The Jays scored a zillion runs, had a lot of fun and played meaningful baseball into September. What more can anyone ask for?
Yes, having a shot at the World Series would be great, but that wasn’t really realistic. At least not with this rendition of the Blue Jays.
Instead of a quick exit from the playoffs, Toronto got exactly what they needed this season: disappointment.
The Blue Jays are a young team and the lessons that come with falling short aren’t always the worst thing. Baseball fans across the country watched along with 22-year-old Vladimir Guerrero Jr. as he witnessed, on the Rogers Centre jumbotron, Red Sox infielder Rafael Devers hit a seventh-inning home run to push the Blue Jays out of the playoff picture and put an end to their season.
Toronto swept their final series against Baltimore and had luck falling their way the last couple weeks of the year to potentially get a playoff berth. But as that Devers home run cleared the fence of Nationals Park, Vlad Jr. sat cold and emotionless for a second before slipping into the tunnel toward the Jays clubhouse. The moment of potential bliss of making the playoffs slipped away as quickly as the season did.

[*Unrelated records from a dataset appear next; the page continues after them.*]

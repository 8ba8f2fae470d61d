//! Block error types
//!
//! Error codes:
//! - BLOCK_INVALID_ARGUMENT (ERROR severity)
//! - BLOCK_NOT_MERGEABLE (ERROR severity)
//! - BLOCK_TRUNCATED (ERROR severity, absorbed by scans)
//! - BLOCK_CHECKSUM_MISMATCH (ERROR severity, absorbed by scans)
//! - BLOCK_STORE_FAILED (FATAL severity)

use std::fmt;

use crate::store::StoreError;

/// Severity levels for block errors
#[derive(Debug, Clone, Copy, PartialEq, Eq)]
pub enum Severity {
    /// Operation fails, engine remains usable
    Error,
    /// Backing store is unusable
    Fatal,
}

impl fmt::Display for Severity {
    fn fmt(&self, f: &mut fmt::Formatter<'_>) -> fmt::Result {
        match self {
            Severity::Error => write!(f, "ERROR"),
            Severity::Fatal => write!(f, "FATAL"),
        }
    }
}

/// Block-specific error codes
#[derive(Debug, Clone, Copy, PartialEq, Eq)]
pub enum BlockErrorCode {
    /// Field out of range, reserved type, or invalid configuration
    BlockInvalidArgument,
    /// Records cannot be combined
    BlockNotMergeable,
    /// A backward read could not complete a frame
    BlockTruncated,
    /// Preamble failed verification
    BlockChecksumMismatch,
    /// The backing store failed
    BlockStoreFailed,
}

impl BlockErrorCode {
    /// Returns the string code
    pub fn code(&self) -> &'static str {
        match self {
            BlockErrorCode::BlockInvalidArgument => "BLOCK_INVALID_ARGUMENT",
            BlockErrorCode::BlockNotMergeable => "BLOCK_NOT_MERGEABLE",
            BlockErrorCode::BlockTruncated => "BLOCK_TRUNCATED",
            BlockErrorCode::BlockChecksumMismatch => "BLOCK_CHECKSUM_MISMATCH",
            BlockErrorCode::BlockStoreFailed => "BLOCK_STORE_FAILED",
        }
    }

    /// Returns the severity level for this error
    pub fn severity(&self) -> Severity {
        match self {
            BlockErrorCode::BlockStoreFailed => Severity::Fatal,
            _ => Severity::Error,
        }
    }

    /// Whether a scan ends quietly on this error instead of surfacing it.
    ///
    /// A torn tail or a coincidental sentinel is the expected shape of an
    /// interrupted append.
    pub fn is_soft(&self) -> bool {
        matches!(
            self,
            BlockErrorCode::BlockTruncated | BlockErrorCode::BlockChecksumMismatch
        )
    }
}

impl fmt::Display for BlockErrorCode {
    fn fmt(&self, f: &mut fmt::Formatter<'_>) -> fmt::Result {
        write!(f, "{}", self.code())
    }
}

/// Block error with context
#[derive(Debug)]
pub struct BlockError {
    /// Error code
    code: BlockErrorCode,
    /// Human-readable message
    message: String,
    /// Optional details about the error context
    details: Option<String>,
    /// Underlying store error if applicable
    source: Option<StoreError>,
}

impl BlockError {
    /// Create an invalid argument error
    pub fn invalid_argument(message: impl Into<String>) -> Self {
        Self::new(BlockErrorCode::BlockInvalidArgument, message)
    }

    /// Create a not-mergeable error
    pub fn not_mergeable(message: impl Into<String>) -> Self {
        Self::new(BlockErrorCode::BlockNotMergeable, message)
    }

    /// Create a truncation error at a store position
    pub fn truncated_at(position: u64, reason: impl Into<String>) -> Self {
        Self::new(BlockErrorCode::BlockTruncated, reason).with_position(position)
    }

    /// Create a checksum mismatch error at a store position
    pub fn checksum_mismatch_at(position: u64, reason: impl Into<String>) -> Self {
        Self::new(BlockErrorCode::BlockChecksumMismatch, reason).with_position(position)
    }

    /// Create a store failure error
    pub fn store_failed(message: impl Into<String>, source: StoreError) -> Self {
        Self {
            code: BlockErrorCode::BlockStoreFailed,
            message: message.into(),
            details: None,
            source: Some(source),
        }
    }

    fn new(code: BlockErrorCode, message: impl Into<String>) -> Self {
        Self {
            code,
            message: message.into(),
            details: None,
            source: None,
        }
    }

    fn with_position(mut self, position: u64) -> Self {
        self.details = Some(format!("store_position: {}", position));
        self
    }

    /// Returns the error code
    pub fn code(&self) -> BlockErrorCode {
        self.code
    }

    /// Returns the severity level
    pub fn severity(&self) -> Severity {
        self.code.severity()
    }

    /// Returns the error message
    pub fn message(&self) -> &str {
        &self.message
    }

    /// Returns additional error details
    pub fn details(&self) -> Option<&str> {
        self.details.as_deref()
    }

    /// Returns whether this error is fatal
    pub fn is_fatal(&self) -> bool {
        self.severity() == Severity::Fatal
    }
}

impl fmt::Display for BlockError {
    fn fmt(&self, f: &mut fmt::Formatter<'_>) -> fmt::Result {
        write!(
            f,
            "[{}] {}: {}",
            self.code.severity(),
            self.code.code(),
            self.message
        )?;
        if let Some(ref details) = self.details {
            write!(f, " ({})", details)?;
        }
        if let Some(ref source) = self.source {
            write!(f, " (caused by: {})", source)?;
        }
        Ok(())
    }
}

impl std::error::Error for BlockError {
    fn source(&self) -> Option<&(dyn std::error::Error + 'static)> {
        self.source.as_ref().map(|e| e as &(dyn std::error::Error + 'static))
    }
}

/// Result type for block operations
pub type BlockResult<T> = Result<T, BlockError>;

This team that was fun to watch every night with antics on and off the field, a gimmicky-but cute home run jacket, and enough personality to fill a reality show, needed to be let down. Just as their fans were.
It’s not often that teams have MLB success without experiencing a lot of hardship first. Clayton Kershaw and the L.A. Dodgers had to lose a lot of big games come playoff time and endure two World Series losses at the hands of literal cheaters before they could enjoy it themselves. The 2015 Kansas City Royals, the team Jays fans love to hate for understandable reasons, went through losing the 2014 World Series before they could dominate and take home the 2015 pennant.

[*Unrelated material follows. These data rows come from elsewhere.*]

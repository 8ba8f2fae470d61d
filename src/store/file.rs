//! File-backed append store with fsync enforcement
//!
//! - Every append is followed by fsync
//! - The file is never truncated or rewritten
//! - Backward reads seek a separate read handle

use std::cell::RefCell;
use std::fs::{self, File, OpenOptions};
use std::io::{Read, Seek, SeekFrom, Write};
use std::path::{Path, PathBuf};

use super::errors::StoreResult;
use super::{check_chunk_size, chunk_window, AppendStore, DEFAULT_CHUNK_SIZE};

/// Append store over a single file.
///
/// Single writer. The length is re-read from the file after every append,
/// successful or not, so bytes left behind by a failed write are counted
/// and later frames stay reachable from the tail.
#[derive(Debug)]
pub struct FileStore {
    /// Path to the block file
    path: PathBuf,
    /// Path rendered once for `id()`
    id: String,
    /// Append handle
    writer: File,
    /// Read handle (seek position changes on every read)
    reader: RefCell<File>,
    /// Current file length
    len: u64,
    /// Bytes returned per `reverse_read`
    chunk_size: usize,
}

impl FileStore {
    /// Opens or creates the block file at `path`.
    ///
    /// Creates parent directories if needed.
    pub fn open(path: &Path) -> StoreResult<Self> {
        if let Some(parent) = path.parent() {
            if !parent.as_os_str().is_empty() && !parent.exists() {
                fs::create_dir_all(parent)?;
            }
        }

        let writer = OpenOptions::new().create(true).append(true).open(path)?;
        let reader = File::open(path)?;
        let len = writer.metadata()?.len();

        Ok(Self {
            path: path.to_path_buf(),
            id: path.display().to_string(),
            writer,
            reader: RefCell::new(reader),
            len,
            chunk_size: DEFAULT_CHUNK_SIZE,
        })
    }

    /// Opens `<data_dir>/blocks/blocks.log`.
    pub fn open_from_data_dir(data_dir: &Path) -> StoreResult<Self> {
        Self::open(&data_dir.join("blocks").join("blocks.log"))
    }

    /// Set the number of bytes returned per `reverse_read`.
    pub fn with_chunk_size(mut self, chunk_size: usize) -> StoreResult<Self> {
        self.chunk_size = check_chunk_size(chunk_size)?;
        Ok(self)
    }

    /// Bytes returned per `reverse_read`.
    pub fn chunk_size(&self) -> usize {
        self.chunk_size
    }

    /// Returns the path of the block file.
    pub fn path(&self) -> &Path {
        &self.path
    }

    fn read_range(&self, start: u64, end: u64) -> StoreResult<Vec<u8>> {
        let mut buf = vec![0u8; (end - start) as usize];
        let mut reader = self.reader.borrow_mut();
        reader.seek(SeekFrom::Start(start))?;
        reader.read_exact(&mut buf)?;
        Ok(buf)
    }
}

impl AppendStore for FileStore {
    fn id(&self) -> &str {
        &self.id
    }

    fn len(&self) -> u64 {
        self.len
    }

    fn append(&mut self, data: &[u8]) -> StoreResult<()> {
        let written = self
            .writer
            .write_all(data)
            // fsync - a block is not appended until it is durable
            .and_then(|()| self.writer.sync_all());
        if let Err(e) = written {
            // A partial write may have landed; the next append goes after it
            if let Ok(metadata) = self.writer.metadata() {
                self.len = metadata.len();
            }
            return Err(e.into());
        }
        self.len = self.writer.metadata()?.len();
        Ok(())
    }

    fn reverse_read(&self, from: u64) -> StoreResult<Option<Vec<u8>>> {
        match chunk_window(from, self.len, self.chunk_size) {
            Some((start, end)) => self.read_range(start, end).map(Some),
            None => Ok(None),
        }
    }

    fn measured_reverse_read(&self, from: u64, to: u64) -> StoreResult<Option<Vec<u8>>> {
        if to > from || from > self.len {
            return Ok(None);
        }
        self.read_range(to, from).map(Some)
    }
}

#[cfg(test)]
mod tests {
    use super::*;
    use tempfile::TempDir;

    #[test]
    fn test_open_creates_directories() {
        let temp_dir = TempDir::new().unwrap();
        let store = FileStore::open_from_data_dir(temp_dir.path()).unwrap();

        assert!(temp_dir.path().join("blocks").join("blocks.log").exists());
        assert_eq!(store.len(), 0);
        assert!(store.reverse_read(0).unwrap().is_none());
    }

    #[test]
    fn test_append_and_reverse_read() {
        let temp_dir = TempDir::new().unwrap();
        let mut store = FileStore::open_from_data_dir(temp_dir.path())
            .unwrap()
            .with_chunk_size(4)
            .unwrap();

        store.append(b"hello ").unwrap();
        store.append(b"world").unwrap();

        assert_eq!(store.len(), 11);
        assert_eq!(store.reverse_read(11).unwrap().unwrap(), b"orld");
        assert_eq!(store.reverse_read(7).unwrap().unwrap(), b"lo w");
        assert_eq!(store.measured_reverse_read(5, 0).unwrap().unwrap(), b"hello");
        assert!(store.measured_reverse_read(12, 0).unwrap().is_none());
    }

    #[test]
    fn test_stray_bytes_are_counted_by_next_append() {
        let temp_dir = TempDir::new().unwrap();
        let mut store = FileStore::open_from_data_dir(temp_dir.path()).unwrap();
        store.append(b"first").unwrap();

        // Leftover of a write that failed after reaching the file
        let mut torn = OpenOptions::new().append(true).open(store.path()).unwrap();
        torn.write_all(b"torn").unwrap();
        drop(torn);

        store.append(b"second").unwrap();
        assert_eq!(store.len(), 15);
        assert_eq!(store.measured_reverse_read(15, 9).unwrap().unwrap(), b"second");
    }

    #[test]
    fn test_with_chunk_size() {
        let temp_dir = TempDir::new().unwrap();
        let store = FileStore::open_from_data_dir(temp_dir.path()).unwrap();
        assert_eq!(store.chunk_size(), DEFAULT_CHUNK_SIZE);

        let store = store.with_chunk_size(16).unwrap();
        assert_eq!(store.chunk_size(), 16);
        assert!(store.with_chunk_size(1).is_err());
    }

    #[test]
    fn test_reopen_keeps_length() {
        let temp_dir = TempDir::new().unwrap();

        {
            let mut store = FileStore::open_from_data_dir(temp_dir.path()).unwrap();
            store.append(b"persisted").unwrap();
        }

        let store = FileStore::open_from_data_dir(temp_dir.path()).unwrap();
        assert_eq!(store.len(), 9);
        assert_eq!(store.reverse_read(9).unwrap().unwrap(), b"persisted");
    }
}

Those two teams had their young stars in Cody Bellinger, Corey Seager, Salvador Perez and their veterans like Kershaw, Eric Hosmer and Johnny Cueto.
Toronto has their young guns with a MVP candidate in Guerrero, an all-star in Bo Bichette and a potential ace in Alek Manoah. They’ve started adding veterans who have endured the losing grind that is baseball, in Hyun Jyn-Ryu, George Springer and Jose Berrios. They are not done adding to the team as their lack of depth was exposed in the bullpen and the offence went cold at the worst times.
The Blue Jays will enter next season a better, stronger team than they were in 2021 because of their success, but moreso their failures.
Likely, they’ll fail in 2022 as well, and it will hurt even more to watch Guerrero or Bichette watch others win as their own season ends prematurely. But with that loss, like in life, will come a very difficult but needed lesson. As Rocky Balboa said, “It’s not how hard you hit but how hard you can get hit and keep moving forward. How much you can take and keep moving forward. That’s how winning is done.”
The Blue Jays are a team that could already hit pretty damn hard. It’s only going to get better from here.